- TASK PROMPT: Starting with the first line and ending with the last, copy the entries word for word.

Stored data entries

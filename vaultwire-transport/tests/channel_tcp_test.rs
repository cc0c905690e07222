//! Transaction channel over real loopback sockets.

use std::collections::HashMap;
use std::net::SocketAddr;
use std::sync::{Arc, Mutex, OnceLock};

use tokio::net::{TcpListener, TcpStream};
use tokio::task::JoinHandle;
use vaultwire_core::frame::HEADER_LEN;
use vaultwire_core::{Frame, KeyPair, MessageType, DEFAULT_MAX_PAYLOAD};
use vaultwire_transport::error::code;
use vaultwire_transport::{
    Credentials, FramedStream, HandshakeProtocol, Ledger, LedgerError, LoginRequest, Operation,
    Request, Sha256Auth, TransactionChannel, TransactionRequest, TransactionResponse,
    TransactionStatus, TransportConfig, TransportError,
};

const ACCOUNT: &str = "42";

struct SingleAccount {
    balance: Mutex<u64>,
}

impl Ledger for SingleAccount {
    fn apply(
        &self,
        account: &str,
        request: &TransactionRequest,
    ) -> Result<TransactionResponse, LedgerError> {
        if account != ACCOUNT {
            return Err(LedgerError::UnknownAccount);
        }
        let mut balance = self.balance.lock().unwrap();
        match request.operation {
            Operation::Deposit => *balance += request.amount,
            Operation::Withdraw => {
                *balance = balance
                    .checked_sub(request.amount)
                    .ok_or(LedgerError::InsufficientFunds)?;
            }
            Operation::Balance => {}
            Operation::Transfer { .. } => return Err(LedgerError::UnknownAccount),
        }
        Ok(TransactionResponse::ok(*balance))
    }

    fn credentials(&self, username: &str) -> Option<Credentials> {
        let users: HashMap<&str, &str> = [("carol", "hunter2")].into_iter().collect();
        users.get(username).map(|password| Credentials {
            account_id: ACCOUNT.to_string(),
            full_name: "Carol Client".to_string(),
            password_hash: Sha256Auth::hash_password(password),
        })
    }

    fn balance(&self, account: &str) -> Option<u64> {
        (account == ACCOUNT).then(|| *self.balance.lock().unwrap())
    }
}

fn keypair() -> Arc<KeyPair> {
    static KEY: OnceLock<Arc<KeyPair>> = OnceLock::new();
    KEY.get_or_init(|| Arc::new(KeyPair::generate(1024).expect("keygen failed")))
        .clone()
}

/// Accept a single connection and serve it; the task yields the serve result.
async fn serve_once() -> (SocketAddr, JoinHandle<Result<(), TransportError>>) {
    let listener = TcpListener::bind("127.0.0.1:0").await.expect("bind failed");
    let addr = listener.local_addr().expect("no local addr");

    let handle = tokio::spawn(async move {
        let (stream, _) = listener.accept().await?;
        let mut channel =
            TransactionChannel::accept(stream, keypair(), TransportConfig::default()).await?;
        let ledger = SingleAccount {
            balance: Mutex::new(500),
        };
        channel.serve(&ledger, &Sha256Auth).await
    });
    (addr, handle)
}

#[tokio::test]
async fn test_deposit_over_tcp() {
    let (addr, server) = serve_once().await;
    let fingerprint = keypair().public_key().fingerprint();

    let mut channel =
        TransactionChannel::connect(addr, Some(fingerprint), TransportConfig::default())
            .await
            .expect("connect failed");

    let login = channel.login("carol", "hunter2").await.expect("login failed");
    assert_eq!(login.account_id, ACCOUNT);

    let response = channel
        .submit(TransactionRequest::deposit(ACCOUNT, 100))
        .await
        .expect("deposit failed");
    assert_eq!(response.status, TransactionStatus::Ok);
    assert_eq!(response.balance_after, Some(600));

    // Login request and deposit: two sealed messages each way.
    assert_eq!(channel.session().send_seq(), 2);
    assert_eq!(channel.session().recv_seq(), 2);

    channel.close().await.expect("close failed");
    server.await.expect("server task panicked").expect("server returned error");
}

#[tokio::test]
async fn test_transaction_before_login_is_refused() {
    let (addr, _server) = serve_once().await;
    let mut channel = TransactionChannel::connect(addr, None, TransportConfig::default())
        .await
        .expect("connect failed");

    let response = channel
        .submit(TransactionRequest::withdraw(ACCOUNT, 100))
        .await
        .expect("submit failed");
    assert_eq!(response.status, TransactionStatus::NotLoggedIn);
    assert_eq!(response.balance_after, None);
    assert!(channel.is_active());
}

#[tokio::test]
async fn test_tampered_frame_kills_session() {
    let (addr, server) = serve_once().await;
    let tcp = TcpStream::connect(addr).await.expect("connect failed");
    let mut stream = FramedStream::new(tcp, TransportConfig::default());

    let mut session = HandshakeProtocol::client()
        .run(&mut stream)
        .await
        .expect("handshake failed");

    let login = Request::Login(LoginRequest::new("carol", "hunter2"));
    let sealed = session
        .seal(&serde_json::to_vec(&login).expect("encode"))
        .expect("seal failed");

    let mut bytes = sealed.encode();
    bytes[HEADER_LEN + 3] ^= 0x01;
    let (tampered, _) = Frame::decode(&bytes, DEFAULT_MAX_PAYLOAD).expect("decode failed");
    stream.send_frame(&tampered).await.expect("send failed");

    let report = stream.recv_frame().await.expect("no error frame");
    assert_eq!(report.msg_type(), MessageType::Error);
    assert_eq!(report.payload(), &[code::SESSION]);

    let result = server.await.expect("server task panicked");
    assert!(matches!(result, Err(TransportError::Session(_))));

    // Nothing more comes from the server.
    assert!(matches!(stream.recv_frame().await, Err(TransportError::Disconnected)));
}

#[tokio::test]
async fn test_lockout_after_repeated_bad_logins() {
    let (addr, server) = serve_once().await;
    let mut channel = TransactionChannel::connect(addr, None, TransportConfig::default())
        .await
        .expect("connect failed");

    for _ in 0..3 {
        assert!(matches!(
            channel.login("carol", "wrong").await,
            Err(TransportError::LoginRejected)
        ));
    }

    let result = server.await.expect("server task panicked");
    assert!(matches!(result, Err(TransportError::LoginRejected)));

    // The server has closed; the next request fails and the channel is dead.
    assert!(channel.login("carol", "hunter2").await.is_err());
    assert!(!channel.is_active());
}

#[tokio::test]
async fn test_lockout_counts_only_consecutive_failures() {
    let (addr, _server) = serve_once().await;
    let mut channel = TransactionChannel::connect(addr, None, TransportConfig::default())
        .await
        .expect("connect failed");

    for _ in 0..2 {
        assert!(matches!(
            channel.login("carol", "wrong").await,
            Err(TransportError::LoginRejected)
        ));
    }
    channel.login("carol", "hunter2").await.expect("login failed");

    // Repeated logins on an authenticated channel are refused but never lock it.
    for _ in 0..3 {
        assert!(matches!(
            channel.login("carol", "hunter2").await,
            Err(TransportError::LoginRejected)
        ));
    }
    assert!(channel.is_active());
    assert_eq!(channel.account(), Some(ACCOUNT));

    let response = channel
        .submit(TransactionRequest::balance(ACCOUNT))
        .await
        .expect("balance failed");
    assert_eq!(response.status, TransactionStatus::Ok);
    assert_eq!(response.balance_after, Some(500));
    channel.close().await.expect("close failed");
}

- ANSWER TO THIS PROBLEM:
filename vaultwire-transport/tests/channel_tcp_test.rs
repository cc0c905690e07222
//! Transaction channel over real loopback sockets.

use std::collections::HashMap;
use std::net::SocketAddr;
use std::sync::{Arc, Mutex, OnceLock};

use tokio::net::{TcpListener, TcpStream};
use tokio::task::JoinHandle;
use vaultwire_core::frame::HEADER_LEN;
use vaultwire_core::{Frame, KeyPair, MessageType, DEFAULT_MAX_PAYLOAD};
use vaultwire_transport::error::code;
use vaultwire_transport::{
    Credentials, FramedStream, HandshakeProtocol, Ledger, LedgerError, LoginRequest, Operation,
    Request, Sha256Auth, TransactionChannel, TransactionRequest, TransactionResponse,
    TransactionStatus, TransportConfig, TransportError,
};

const ACCOUNT: &str = "42";

struct SingleAccount {
    balance: Mutex<u64>,
}

impl Ledger for SingleAccount {
    fn apply(
        &self,
        account: &str,
        request: &TransactionRequest,
    ) -> Result<TransactionResponse, LedgerError> {
        if account != ACCOUNT {
            return Err(LedgerError::UnknownAccount);
        }
        let mut balance = self.balance.lock().unwrap();
        match request.operation {
            Operation::Deposit => *balance += request.amount,
            Operation::Withdraw => {
                *balance = balance
                    .checked_sub(request.amount)
                    .ok_or(LedgerError::InsufficientFunds)?;
            }
            Operation::Balance => {}
            Operation::Transfer { .. } => return Err(LedgerError::UnknownAccount),
        }
        Ok(TransactionResponse::ok(*balance))
    }

    fn credentials(&self, username: &str) -> Option<Credentials> {
        let users: HashMap<&str, &str> = [("carol", "hunter2")].into_iter().collect();
        users.get(username).map(|password| Credentials {
            account_id: ACCOUNT.to_string(),
            full_name: "Carol Client".to_string(),
            password_hash: Sha256Auth::hash_password(password),
        })
    }

    fn balance(&self, account: &str) -> Option<u64> {
        (account == ACCOUNT).then(|| *self.balance.lock().unwrap())
    }
}

fn keypair() -> Arc<KeyPair> {
    static KEY: OnceLock<Arc<KeyPair>> = OnceLock::new();
    KEY.get_or_init(|| Arc::new(KeyPair::generate(1024).expect("keygen failed")))
        .clone()
}

/// Accept a single connection and serve it; the task yields the serve result.
async fn serve_once() -> (SocketAddr, JoinHandle<Result<(), TransportError>>) {
    let listener = TcpListener::bind("127.0.0.1:0").await.expect("bind failed");
    let addr = listener.local_addr().expect("no local addr");

    let handle = tokio::spawn(async move {
        let (stream, _) = listener.accept().await?;
        let mut channel =
            TransactionChannel::accept(stream, keypair(), TransportConfig::default()).await?;
        let ledger = SingleAccount {
            balance: Mutex::new(500),
        };
        channel.serve(&ledger, &Sha256Auth).await
    });
    (addr, handle)
}

#[tokio::test]
async fn test_deposit_over_tcp() {
    let (addr, server) = serve_once().await;
    let fingerprint = keypair().public_key().fingerprint();

    let mut channel =
        TransactionChannel::connect(addr, Some(fingerprint), TransportConfig::default())
            .await
            .expect("connect failed");

    let login = channel.login("carol", "hunter2").await.expect("login failed");
    assert_eq!(login.account_id, ACCOUNT);

    let response = channel
        .submit(TransactionRequest::deposit(ACCOUNT, 100))
        .await
        .expect("deposit failed");
    assert_eq!(response.status, TransactionStatus::Ok);
    assert_eq!(response.balance_after, Some(600));

    // Login request and deposit: two sealed messages each way.
    assert_eq!(channel.session().send_seq(), 2);
    assert_eq!(channel.session().recv_seq(), 2);

    channel.close().await.expect("close failed");
    server.await.expect("server task panicked").expect("server returned error");
}

#[tokio::test]
async fn test_transaction_before_login_is_refused() {
    let (addr, _server) = serve_once().await;
    let mut channel = TransactionChannel::connect(addr, None, TransportConfig::default())
        .await
        .expect("connect failed");

    let response = channel
        .submit(TransactionRequest::withdraw(ACCOUNT, 100))
        .await
        .expect("submit failed");
    assert_eq!(response.status, TransactionStatus::NotLoggedIn);
    assert_eq!(response.balance_after, None);
    assert!(channel.is_active());
}

#[tokio::test]
async fn test_tampered_frame_kills_session() {
    let (addr, server) = serve_once().await;
    let tcp = TcpStream::connect(addr).await.expect("connect failed");
    let mut stream = FramedStream::new(tcp, TransportConfig::default());

    let mut session = HandshakeProtocol::client()
        .run(&mut stream)
        .await
        .expect("handshake failed");

    let login = Request::Login(LoginRequest::new("carol", "hunter2"));
    let sealed = session
        .seal(&serde_json::to_vec(&login).expect("encode"))
        .expect("seal failed");

    let mut bytes = sealed.encode();
    bytes[HEADER_LEN + 3] ^= 0x01;
    let (tampered, _) = Frame::decode(&bytes, DEFAULT_MAX_PAYLOAD).expect("decode failed");
    stream.send_frame(&tampered).await.expect("send failed");

    let report = stream.recv_frame().await.expect("no error frame");
    assert_eq!(report.msg_type(), MessageType::Error);
    assert_eq!(report.payload(), &[code::SESSION]);

    let result = server.await.expect("server task panicked");
    assert!(matches!(result, Err(TransportError::Session(_))));

    // Nothing more comes from the server.
    assert!(matches!(stream.recv_frame().await, Err(TransportError::Disconnected)));
}

#[tokio::test]
async fn test_lockout_after_repeated_bad_logins() {
    let (addr, server) = serve_once().await;
    let mut channel = TransactionChannel::connect(addr, None, TransportConfig::default())
        .await
        .expect("connect failed");

    for _ in 0..3 {
        assert!(matches!(
            channel.login("carol", "wrong").await,
            Err(TransportError::LoginRejected)
        ));
    }

    let result = server.await.expect("server task panicked");
    assert!(matches!(result, Err(TransportError::LoginRejected)));

    // The server has closed; the next request fails and the channel is dead.
    assert!(channel.login("carol", "hunter2").await.is_err());
    assert!(!channel.is_active());
}

#[tokio::test]
async fn test_lockout_counts_only_consecutive_failures() {
    let (addr, _server) = serve_once().await;
    let mut channel = TransactionChannel::connect(addr, None, TransportConfig::default())
        .await
        .expect("connect failed");

    for _ in 0..2 {
        assert!(matches!(
            channel.login("carol", "wrong").await,
            Err(TransportError::LoginRejected)
        ));
    }
    channel.login("carol", "hunter2").await.expect("login failed");

    // Repeated logins on an authenticated channel are refused but never lock it.
    for _ in 0..3 {
        assert!(matches!(
            channel.login("carol", "hunter2").await,
            Err(TransportError::LoginRejected)
        ));
    }
    assert!(channel.is_active());
    assert_eq!(channel.account(), Some(ACCOUNT));

    let response = channel
        .submit(TransactionRequest::balance(ACCOUNT))
        .await
        .expect("balance failed");
    assert_eq!(response.status, TransactionStatus::Ok);
    assert_eq!(response.balance_after, Some(500));
    channel.close().await.expect("close failed");
}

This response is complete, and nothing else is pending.